Segment Open

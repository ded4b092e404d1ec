//! Coordination of live ledger operations against the spreadsheet
//!
//! `Ledger` drives the pure pieces (cell mutator, memo allocator, itemizer)
//! through a `SheetStore`. Every mutation is a read-modify-write: the cell
//! is re-read, the new text computed, then written back. The store has no
//! transactions, so callers must serialize mutations to the same cell;
//! transient store failures bubble up for the caller to retry.

use log::{debug, warn};
use std::fmt;

use crate::expr;
use crate::history::itemize::{DayCells, Itemizer};
use crate::util::{
    config::BookConfig,
    date::Date,
    entry::{Amount, Record},
    summary::Summary,
};
use crate::sheet::{
    cell::{self, CellError},
    memo::{MemoError, MemoGroup},
    CellRef, CellValue, ColumnRange, SheetStore, StoreError,
};

/// One expense to register, delete or look for
#[derive(Debug, Clone)]
pub struct Expense {
    pub date: Date,
    pub category: String,
    pub amount: Amount,
    pub memo: String,
}

impl Expense {
    pub fn new<C, M>(date: Date, category: C, amount: Amount, memo: M) -> Self
    where
        C: ToString,
        M: ToString,
    {
        Self {
            date,
            category: category.to_string(),
            amount,
            memo: memo.to_string(),
        }
    }
}

/// Failure of a ledger operation
#[derive(Debug)]
pub enum LedgerError {
    /// the storage backend failed; retrying is up to the caller
    Store(StoreError),
    /// no column headed by this date exists in the book
    DayNotFound(Date),
    /// the category is not in the configured list
    UnknownCategory(String),
    /// the target amount is not recorded in the cell
    Cell(CellError),
    /// memo slot pool failure (full, or memo absent)
    Memo(MemoError),
    /// an edit that changes nothing
    Unchanged,
}

impl fmt::Display for LedgerError {
    fn fmt(&self, f: &mut fmt::Formatter<'_>) -> fmt::Result {
        use LedgerError::*;
        match self {
            Store(e) => write!(f, "{}", e),
            DayNotFound(d) => write!(f, "no column for {} in the book", d),
            UnknownCategory(c) => write!(f, "'{}' is not a configured category", c),
            Cell(e) => write!(f, "{}", e),
            Memo(e) => write!(f, "{}", e),
            Unchanged => write!(f, "nothing to do"),
        }
    }
}

impl From<StoreError> for LedgerError {
    fn from(e: StoreError) -> Self {
        LedgerError::Store(e)
    }
}

impl From<CellError> for LedgerError {
    fn from(e: CellError) -> Self {
        LedgerError::Cell(e)
    }
}

impl From<MemoError> for LedgerError {
    fn from(e: MemoError) -> Self {
        LedgerError::Memo(e)
    }
}

pub struct Ledger<S: SheetStore> {
    store: S,
    config: BookConfig,
}

impl<S: SheetStore> Ledger<S> {
    pub fn new(store: S, config: BookConfig) -> Self {
        Self { store, config }
    }

    pub fn config(&self) -> &BookConfig {
        &self.config
    }

    /// Header cell of the day column for `date`
    fn day_column(&self, date: Date) -> Result<CellRef, LedgerError> {
        let sheet = date.sheet_name();
        match self.store.find_cell(&sheet, &date.column_key())? {
            Some(header) => Ok(header),
            None => Err(LedgerError::DayNotFound(date)),
        }
    }

    /// Amount cell of (category, day)
    fn amount_cell(&self, column: &CellRef, category: &str) -> Result<CellRef, LedgerError> {
        let row = self
            .config
            .amount_row_of(category)
            .ok_or_else(|| LedgerError::UnknownCategory(category.to_string()))?;
        Ok(column.at_row(row))
    }

    fn memo_range(&self, column: &CellRef) -> ColumnRange {
        ColumnRange::new(
            &column.sheet,
            &column.col,
            self.config.memo_row,
            self.config.memo_row + self.config.memo_slots as u32 - 1,
        )
    }

    fn read_memo_group(&self, column: &CellRef) -> Result<MemoGroup, LedgerError> {
        let values = self.store.read_range(&self.memo_range(column))?;
        Ok(MemoGroup::new(values.iter().map(|v| v.raw()).collect()))
    }

    fn write_memo_slot(&mut self, column: &CellRef, index: usize, value: String) -> Result<(), LedgerError> {
        let cell = column.at_row(self.config.memo_row + index as u32);
        debug!("writing memo slot '{}' to {}", value, cell);
        self.store.write_cell(&cell, &CellValue::Text(value))?;
        Ok(())
    }

    /// Record one expense: append the amount, then file the memo
    ///
    /// The amount lands even when the memo pool is full; the overflow is
    /// still reported so the caller can surface it.
    pub fn register(&mut self, expense: &Expense) -> Result<(), LedgerError> {
        let column = self.day_column(expense.date)?;
        let cell = self.amount_cell(&column, &expense.category)?;
        let current = self.store.read_cell(&cell)?;
        let next = cell::add(&current, expense.amount);
        debug!("writing '{}' to {} (was '{}')", next, cell, current);
        self.store.write_cell(&cell, &next)?;
        if !expense.memo.is_empty() {
            let group = self.read_memo_group(&column)?;
            let write = group.add(&expense.category, &expense.memo)?;
            self.write_memo_slot(&column, write.index, write.value)?;
        }
        Ok(())
    }

    /// Remove one expense: splice the amount out, then the memo
    ///
    /// Nothing is written when the amount is not found.
    pub fn delete(&mut self, expense: &Expense) -> Result<(), LedgerError> {
        let column = self.day_column(expense.date)?;
        let cell = self.amount_cell(&column, &expense.category)?;
        let current = self.store.read_cell(&cell)?;
        let next = cell::delete(&current, expense.amount)?;
        debug!("writing '{}' to {} (was '{}')", next, cell, current);
        self.store.write_cell(&cell, &next)?;
        if !expense.memo.is_empty() {
            let group = self.read_memo_group(&column)?;
            let write = group.delete(&expense.category, &expense.memo)?;
            self.write_memo_slot(&column, write.index, write.value)?;
        }
        Ok(())
    }

    /// Rewrite one expense in place
    ///
    /// A move across days or categories is a delete followed by a register;
    /// otherwise the amount and memo are edited where they are.
    pub fn edit(&mut self, target: &Expense, new: &Expense) -> Result<(), LedgerError> {
        if target.date == new.date
            && target.category == new.category
            && target.amount == new.amount
            && target.memo == new.memo
        {
            debug!("edit changes nothing, refusing");
            return Err(LedgerError::Unchanged);
        }
        if target.date != new.date || target.category != new.category {
            debug!(
                "moving expense from ({}, {}) to ({}, {})",
                target.date, target.category, new.date, new.category,
            );
            self.delete(target)?;
            return self.register(new);
        }
        let column = self.day_column(target.date)?;
        if target.amount != new.amount {
            let cell = self.amount_cell(&column, &target.category)?;
            let current = self.store.read_cell(&cell)?;
            let next = cell::edit(&current, target.amount, new.amount)?;
            debug!("writing '{}' to {} (was '{}')", next, cell, current);
            self.store.write_cell(&cell, &next)?;
        }
        if target.memo != new.memo {
            let group = self.read_memo_group(&column)?;
            let write = group.edit(&target.category, &target.memo, &new.memo)?;
            self.write_memo_slot(&column, write.index, write.value)?;
        }
        Ok(())
    }

    /// Evaluate one day column into per-category totals
    pub fn day_summary(&self, date: Date) -> Result<Summary, LedgerError> {
        let column = self.day_column(date)?;
        let range = ColumnRange::new(
            &column.sheet,
            &column.col,
            self.config.amount_row,
            self.config.amount_row_end() - 1,
        );
        let values = self.store.read_range(&range)?;
        let mut summary = Summary::new(date);
        for (category, value) in self.config.categories.iter().zip(values) {
            let total = match expr::evaluate(&value.raw()) {
                Some(total) => total,
                None => {
                    warn!("cell for {} on {} does not evaluate: '{}'", category, date, value);
                    0
                }
            };
            summary.register(&self.config, category, Amount(total));
        }
        Ok(summary)
    }

    /// Dump the day columns for the given dates
    ///
    /// Days without a column (not part of the book) are skipped; the dump
    /// is a snapshot and may be stale, which the history merge compensates.
    pub fn dump_days(&self, dates: &[Date]) -> Result<Vec<DayCells>, LedgerError> {
        let mut days = Vec::new();
        for &date in dates {
            let column = match self.day_column(date) {
                Ok(column) => column,
                Err(LedgerError::DayNotFound(_)) => {
                    debug!("no column for {}, skipping", date);
                    continue;
                }
                Err(e) => return Err(e),
            };
            let amounts = ColumnRange::new(
                &column.sheet,
                &column.col,
                self.config.amount_row,
                self.config.amount_row_end() - 1,
            );
            let cells = self.store.read_range(&amounts)?;
            let memos = self
                .store
                .read_range(&self.memo_range(&column))?
                .iter()
                .map(|v| v.raw())
                .collect();
            days.push(DayCells { date, cells, memos });
        }
        Ok(days)
    }

    /// Rebuild the transaction records of the given dates from the book
    pub fn itemize(&self, dates: &[Date]) -> Result<Vec<Record>, LedgerError> {
        let days = self.dump_days(dates)?;
        Ok(Itemizer::new(&self.config).run(&days))
    }
}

Segment Closed

- PROBLEM TO WORK ON -
Please give back the records exactly as written, beginning at the first line and including the line that holds "pub enum LedgerError" as the last.

- WORKED SOLUTION -
repository ded4b092e404d1ec
//! Coordination of live ledger operations against the spreadsheet
//!
//! `Ledger` drives the pure pieces (cell mutator, memo allocator, itemizer)
//! through a `SheetStore`. Every mutation is a read-modify-write: the cell
//! is re-read, the new text computed, then written back. The store has no
//! transactions, so callers must serialize mutations to the same cell;
//! transient store failures bubble up for the caller to retry.

use log::{debug, warn};
use std::fmt;

use crate::expr;
use crate::history::itemize::{DayCells, Itemizer};
use crate::util::{
    config::BookConfig,
    date::Date,
    entry::{Amount, Record},
    summary::Summary,
};
use crate::sheet::{
    cell::{self, CellError},
    memo::{MemoError, MemoGroup},
    CellRef, CellValue, ColumnRange, SheetStore, StoreError,
};

/// One expense to register, delete or look for
#[derive(Debug, Clone)]
pub struct Expense {
    pub date: Date,
    pub category: String,
    pub amount: Amount,
    pub memo: String,
}

impl Expense {
    pub fn new<C, M>(date: Date, category: C, amount: Amount, memo: M) -> Self
    where
        C: ToString,
        M: ToString,
    {
        Self {
            date,
            category: category.to_string(),
            amount,
            memo: memo.to_string(),
        }
    }
}

/// Failure of a ledger operation
#[derive(Debug)]
pub enum LedgerError {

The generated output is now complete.